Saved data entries
* * * * * * * * *

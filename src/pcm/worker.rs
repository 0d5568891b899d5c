//! Runs a `PcmStream` on its own OS thread for async callers.
//!
//! Uses std::thread (NOT tokio tasks) because every read, write and drain
//! blocks on the hardware. Commands arrive over an mpsc channel consumed
//! with `blocking_recv`; each carries a oneshot for its reply.
//!
//! A close raises a shared abort flag before it queues, so a drain already
//! in progress stops waiting and the close is served right after it.

use std::sync::atomic::{AtomicBool, Ordering};
use std::sync::Arc;
use std::thread::{self, JoinHandle};

use tokio::sync::{mpsc, oneshot};

use super::driver::PcmHandle;
use super::error::{PcmError, Result};
use super::stream::PcmStream;
use super::types::{Direction, PcmConfig, PcmState, PollDescriptor, ReadResult, StreamInfo};

type Reply<T> = oneshot::Sender<Result<T>>;

enum Command {
    Read(Reply<ReadResult>),
    Write(Vec<u8>, Reply<usize>),
    Configure(PcmConfig, Reply<PcmConfig>),
    Pause(bool, Reply<()>),
    Drop(Reply<()>),
    Drain(Reply<bool>),
    State(Reply<PcmState>),
    PollDescriptors(Reply<Vec<PollDescriptor>>),
    Info(Reply<StreamInfo>),
    Close(Reply<()>),
}

/// Async front end for one stream. Calls are served in order, one at a time.
pub struct PcmWorker {
    tx: Option<mpsc::Sender<Command>>,
    thread: Option<JoinHandle<()>>,
    abort: Arc<AtomicBool>,
    device: String,
    direction: Direction,
    config: PcmConfig,
    frame_size: usize,
}

/// Closes a worker's stream from another task.
///
/// Does not keep the worker alive: once the worker is gone, `close` is a
/// no-op.
#[derive(Clone)]
pub struct CloseHandle {
    tx: mpsc::WeakSender<Command>,
    abort: Arc<AtomicBool>,
}

impl CloseHandle {
    /// Cut short any drain in progress, then close the stream.
    pub async fn close(&self) -> Result<()> {
        self.abort.store(true, Ordering::SeqCst);
        let Some(tx) = self.tx.upgrade() else {
            return Ok(());
        };
        let (reply_tx, reply_rx) = oneshot::channel();
        let sent = tx.send(Command::Close(reply_tx)).await;
        drop(tx);
        if sent.is_err() {
            return Ok(());
        }
        // A dropped reply means an earlier close already finished the thread
        reply_rx.await.unwrap_or(Ok(()))
    }
}

impl PcmWorker {
    /// Move `stream` onto a thread named `pcm-playback` or `pcm-capture`.
    pub fn spawn<H: PcmHandle + 'static>(stream: PcmStream<H>) -> Result<Self> {
        let device = stream.device().to_string();
        let direction = stream.direction();
        let config = stream.config();
        let frame_size = stream.frame_size();
        let abort = Arc::new(AtomicBool::new(false));

        let (tx, rx) = mpsc::channel::<Command>(8);
        let thread = {
            let abort = abort.clone();
            thread::Builder::new()
                .name(format!("pcm-{}", direction))
                .spawn(move || serve(stream, rx, &abort))
                .map_err(|e| PcmError::Device {
                    device: device.clone(),
                    message: format!("failed to start worker thread: {}", e),
                })?
        };

        Ok(Self {
            tx: Some(tx),
            thread: Some(thread),
            abort,
            device,
            direction,
            config,
            frame_size,
        })
    }

    pub fn device(&self) -> &str {
        &self.device
    }

    pub fn direction(&self) -> Direction {
        self.direction
    }

    /// Resolved configuration as of the last successful `configure`.
    pub fn config(&self) -> PcmConfig {
        self.config
    }

    pub fn frame_size(&self) -> usize {
        self.frame_size
    }

    pub fn period_bytes(&self) -> usize {
        self.config.period_size * self.frame_size
    }

    /// Handle for closing the stream while a call on this worker is pending.
    pub fn close_handle(&self) -> Result<CloseHandle> {
        let tx = self.tx.as_ref().ok_or_else(|| self.gone())?;
        Ok(CloseHandle {
            tx: tx.downgrade(),
            abort: self.abort.clone(),
        })
    }

    pub async fn read(&self) -> Result<ReadResult> {
        self.call(Command::Read).await
    }

    pub async fn write(&self, data: Vec<u8>) -> Result<usize> {
        self.call(|reply| Command::Write(data, reply)).await
    }

    pub async fn configure(&mut self, request: PcmConfig) -> Result<PcmConfig> {
        let resolved = self
            .call(|reply| Command::Configure(request, reply))
            .await?;
        self.config = resolved;
        self.frame_size = resolved
            .format
            .frame_bytes(resolved.channels)
            .unwrap_or(self.frame_size);
        Ok(resolved)
    }

    pub async fn pause(&self, enable: bool) -> Result<()> {
        self.call(|reply| Command::Pause(enable, reply)).await
    }

    /// Discard buffered frames.
    pub async fn drop_buffer(&self) -> Result<()> {
        self.call(Command::Drop).await
    }

    /// Wait for buffered frames to play out.
    ///
    /// Returns `false` when a close cut the wait short and the remaining
    /// frames were discarded.
    pub async fn drain(&self) -> Result<bool> {
        self.call(Command::Drain).await
    }

    pub async fn state(&self) -> Result<PcmState> {
        self.call(Command::State).await
    }

    pub async fn poll_descriptors(&self) -> Result<Vec<PollDescriptor>> {
        self.call(Command::PollDescriptors).await
    }

    pub async fn info(&self) -> Result<StreamInfo> {
        self.call(Command::Info).await
    }

    /// Close the stream and wait for the thread to exit.
    ///
    /// A drain still running from an abandoned call is cut short. Closing
    /// twice, or after a `CloseHandle` closed the stream, is a no-op.
    pub async fn close(&mut self) -> Result<()> {
        if self.tx.is_none() {
            return Ok(());
        }
        self.abort.store(true, Ordering::SeqCst);
        let result = self.call(Command::Close).await;
        self.shutdown();
        match result {
            Err(PcmError::InvalidState { .. }) => Ok(()),
            other => other,
        }
    }

    async fn call<T>(&self, command: impl FnOnce(Reply<T>) -> Command) -> Result<T> {
        let tx = self.tx.as_ref().ok_or_else(|| self.gone())?;
        let (reply_tx, reply_rx) = oneshot::channel();
        tx.send(command(reply_tx)).await.map_err(|_| self.gone())?;
        reply_rx.await.map_err(|_| self.gone())?
    }

    fn gone(&self) -> PcmError {
        PcmError::InvalidState {
            device: self.device.clone(),
        }
    }

    fn shutdown(&mut self) {
        // The thread exits once the channel closes
        self.tx.take();
        if let Some(h) = self.thread.take() {
            if h.join().is_err() {
                log::error!("PCM {}: worker thread panicked", self.device);
            }
        }
    }
}

impl Drop for PcmWorker {
    fn drop(&mut self) {
        // Stop any drain in flight so the join below waits at most one call
        self.abort.store(true, Ordering::SeqCst);
        self.shutdown();
    }
}

fn serve<H: PcmHandle>(mut stream: PcmStream<H>, mut rx: mpsc::Receiver<Command>, abort: &AtomicBool) {
    log::debug!("PCM {}: worker started", stream.device());
    while let Some(command) = rx.blocking_recv() {
        // A caller that gave up on its reply is not an error
        match command {
            Command::Read(reply) => {
                let _ = reply.send(stream.read());
            }
            Command::Write(data, reply) => {
                let _ = reply.send(stream.write(&data));
            }
            Command::Configure(request, reply) => {
                let _ = reply.send(stream.configure(request));
            }
            Command::Pause(enable, reply) => {
                let _ = reply.send(stream.pause(enable));
            }
            Command::Drop(reply) => {
                let _ = reply.send(stream.drop());
            }
            Command::Drain(reply) => {
                let _ = reply.send(stream.drain_or_abort(abort));
            }
            Command::State(reply) => {
                let _ = reply.send(stream.state());
            }
            Command::PollDescriptors(reply) => {
                let _ = reply.send(stream.poll_descriptors());
            }
            Command::Info(reply) => {
                let _ = reply.send(stream.info());
            }
            Command::Close(reply) => {
                let _ = reply.send(stream.close());
                break;
            }
        }
    }
    log::debug!("PCM {}: worker stopped", stream.device());
}

#[cfg(test)]
mod tests {
    use std::time::Duration;

    use super::*;
    use crate::pcm::fake::{Call, FakeDriver, CAPTURE_FILL};
    use crate::pcm::types::Mode;

    fn spawn(driver: &FakeDriver, direction: Direction) -> PcmWorker {
        let stream =
            PcmStream::open(driver, direction, Mode::Normal, None, PcmConfig::default()).unwrap();
        PcmWorker::spawn(stream).unwrap()
    }

    #[tokio::test]
    async fn test_playback_round_trip() {
        let driver = FakeDriver::new();
        let mut worker = spawn(&driver, Direction::Playback);
        assert_eq!(worker.frame_size(), 4);

        assert_eq!(worker.write(vec![0u8; 16]).await.unwrap(), 4);
        worker.pause(true).await.unwrap();
        assert_eq!(worker.info().await.unwrap().state, PcmState::Paused);
        worker.pause(false).await.unwrap();
        worker.drop_buffer().await.unwrap();
        assert!(worker.drain().await.unwrap());

        worker.close().await.unwrap();
        assert_eq!(driver.count(&Call::Close), 1);
        assert!(matches!(
            worker.write(vec![0u8; 4]).await,
            Err(PcmError::InvalidState { .. })
        ));
        worker.close().await.unwrap();
    }

    #[tokio::test]
    async fn test_state_and_poll_descriptors() {
        let driver = FakeDriver::new();
        let worker = spawn(&driver, Direction::Playback);
        assert_eq!(worker.state().await.unwrap(), PcmState::Prepared);
        worker.write(vec![0u8; 16]).await.unwrap();
        assert_eq!(worker.state().await.unwrap(), PcmState::Running);
        let fds = worker.poll_descriptors().await.unwrap();
        assert_eq!(fds, vec![PollDescriptor { fd: 7, events: libc::POLLOUT }]);
    }

    #[tokio::test]
    async fn test_close_cuts_blocked_drain_short() {
        let driver = FakeDriver::new();
        driver.lock().stall_drain = true;
        let mut worker = spawn(&driver, Direction::Playback);
        worker.write(vec![0u8; 64]).await.unwrap();
        let closer = worker.close_handle().unwrap();

        let both = async {
            tokio::join!(worker.drain(), async {
                tokio::time::sleep(Duration::from_millis(30)).await;
                closer.close().await
            })
        };
        let (drained, closed) = tokio::time::timeout(Duration::from_secs(5), both)
            .await
            .expect("drain was not interrupted by close");

        assert!(!drained.unwrap());
        closed.unwrap();
        let calls = driver.calls();
        assert_eq!(&calls[calls.len() - 2..], &[Call::Drop, Call::Close]);
        assert_eq!(driver.count(&Call::Drain), 0);

        assert!(matches!(worker.state().await, Err(PcmError::InvalidState { .. })));
        worker.close().await.unwrap();
        closer.close().await.unwrap();
        assert_eq!(driver.count(&Call::Close), 1);
    }

    #[tokio::test]
    async fn test_configure_updates_cached_config() {
        let driver = FakeDriver::new();
        let mut worker = spawn(&driver, Direction::Playback);
        let resolved = worker
            .configure(PcmConfig {
                channels: 1,
                rate: 47000,
                ..PcmConfig::default()
            })
            .await
            .unwrap();
        assert_eq!(resolved.rate, 48000);
        assert_eq!(worker.config(), resolved);
        assert_eq!(worker.frame_size(), 2);
        assert_eq!(worker.period_bytes(), 64);
    }

    #[tokio::test]
    async fn test_capture_read() {
        let driver = FakeDriver::new();
        let worker = spawn(&driver, Direction::Capture);
        let result = worker.read().await.unwrap();
        assert_eq!(result.frames, 32);
        assert!(result.data.iter().all(|b| *b == CAPTURE_FILL));
        assert!(matches!(
            worker.write(vec![0u8; 4]).await,
            Err(PcmError::Direction { .. })
        ));
    }

    #[tokio::test]
    async fn test_errors_pass_through() {
        let driver = FakeDriver::new();
        let worker = spawn(&driver, Direction::Playback);
        assert!(matches!(
            worker.write(vec![0u8; 3]).await,
            Err(PcmError::Alignment { len: 3, frame_size: 4 })
        ));
    }

    #[test]
    fn test_drop_closes_stream() {
        let driver = FakeDriver::new();
        let worker = spawn(&driver, Direction::Capture);
        assert_eq!(worker.device(), "default");
        assert_eq!(worker.direction(), Direction::Capture);
        drop(worker);
        assert_eq!(driver.count(&Call::Close), 1);
    }
}
//! PCM error types
//!
//! `DriverError` is what a sound driver reports (an errno plus text).
//! `PcmError` is what the stream manager hands to its callers, with the
//! device name attached wherever the driver was involved.

use std::fmt;

use thiserror::Error;

use super::types::Direction;

/// Failure reported by a sound driver.
#[derive(Debug, Clone, PartialEq, Eq)]
pub struct DriverError {
    /// Positive errno value
    pub errno: i32,
    pub message: String,
}

impl DriverError {
    pub fn new(errno: i32, message: impl Into<String>) -> Self {
        Self {
            errno: errno.abs(),
            message: message.into(),
        }
    }

    /// Buffer overrun (capture) or underrun (playback).
    pub fn is_xrun(&self) -> bool {
        self.errno == libc::EPIPE
    }

    /// Non-blocking handle with nothing to transfer right now.
    pub fn would_block(&self) -> bool {
        self.errno == libc::EAGAIN
    }
}

impl fmt::Display for DriverError {
    fn fmt(&self, f: &mut fmt::Formatter<'_>) -> fmt::Result {
        write!(f, "{} (errno {})", self.message, self.errno)
    }
}

impl std::error::Error for DriverError {}

pub type DriverResult<T> = std::result::Result<T, DriverError>;

/// Errors returned by `PcmStream` and `PcmWorker`.
#[derive(Debug, Clone, Error)]
pub enum PcmError {
    /// Malformed direction, mode, format or parameter value
    #[error("invalid argument: {0}")]
    InvalidArgument(String),

    /// The driver rejected a parameter combination
    #[error("cannot configure PCM device '{device}': {message}")]
    Configuration { device: String, message: String },

    /// Unexpected driver failure
    #[error("PCM device '{device}': {message}")]
    Device { device: String, message: String },

    #[error("cannot {op} a {direction} PCM")]
    Direction { op: &'static str, direction: Direction },

    #[error("data size {len} is not a multiple of the frame size {frame_size}")]
    Alignment { len: usize, frame_size: usize },

    /// Operation on a closed stream
    #[error("PCM device '{device}' is closed")]
    InvalidState { device: String },
}

impl PcmError {
    pub(crate) fn device(device: &str, err: DriverError) -> Self {
        Self::Device {
            device: device.to_string(),
            message: err.to_string(),
        }
    }

    pub(crate) fn configuration(device: &str, message: impl Into<String>) -> Self {
        Self::Configuration {
            device: device.to_string(),
            message: message.into(),
        }
    }
}

pub type Result<T> = std::result::Result<T, PcmError>;
pub mod refs;
pub mod text;

pub(crate) use refs::{parse_schema_ref_name, schema_ref_path};
pub(crate) use text::{normalize_description, yaml_scalar};
use crate::{
  dmmf::{Datamodel, DatamodelEnum, EnumValue, Field, FieldKind, Model},
  generator::schema::{ObjectSchema, SchemaDocument, SchemaFragment},
};

pub(super) fn field(name: &str, kind: FieldKind, field_type: &str) -> Field {
  Field::builder().name(name).kind(kind).field_type(field_type).build()
}

pub(super) fn scalar(name: &str, field_type: &str) -> Field {
  field(name, FieldKind::Scalar, field_type)
}

pub(super) fn required(field: Field) -> Field {
  Field {
    is_required: true,
    ..field
  }
}

pub(super) fn list(field: Field) -> Field {
  Field { is_list: true, ..field }
}

pub(super) fn documented(field: Field, documentation: &str) -> Field {
  Field {
    documentation: Some(documentation.to_string()),
    ..field
  }
}

pub(super) fn model(name: &str, fields: Vec<Field>) -> Model {
  Model::builder().name(name).fields(fields).build()
}

pub(super) fn enum_def(name: &str, values: &[&str]) -> DatamodelEnum {
  DatamodelEnum::builder()
    .name(name)
    .values(values.iter().copied().map(EnumValue::new).collect())
    .build()
}

/// `User { id Int, email String, name String?, role Role }` and `enum Role { USER ADMIN }`.
pub(super) fn user_datamodel() -> Datamodel {
  Datamodel::builder()
    .models(vec![model(
      "User",
      vec![
        required(scalar("id", "Int")),
        required(scalar("email", "String")),
        scalar("name", "String"),
        required(field("role", FieldKind::Enum, "Role")),
      ],
    )])
    .enums(vec![enum_def("Role", &["USER", "ADMIN"])])
    .build()
}

pub(super) fn simple_datamodel() -> Datamodel {
  Datamodel::from_json(include_str!("../../../fixtures/simple.json")).unwrap()
}

pub(super) fn object_schema<'a>(document: &'a SchemaDocument, name: &str) -> &'a ObjectSchema {
  document
    .schema(name)
    .unwrap_or_else(|| panic!("expected inline schema {name}"))
}

pub(super) fn property<'a>(schema: &'a ObjectSchema, name: &str) -> &'a SchemaFragment {
  schema
    .properties
    .as_ref()
    .and_then(|properties| properties.get(name))
    .unwrap_or_else(|| panic!("expected property {name}"))
}

pub(super) fn inline(fragment: &SchemaFragment) -> &ObjectSchema {
  fragment.as_schema().expect("expected inline schema, found $ref")
}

* * * * * * * * *

WHAT IS EXPECTED — Working from the entries above, find every line in which the word "text" occurs and copy it.

SOLUTION TO THE PROBLEM —
//! `DriverError` is what a sound driver reports (an errno plus text).
pub mod text;
pub(crate) use text::{normalize_description, yaml_scalar};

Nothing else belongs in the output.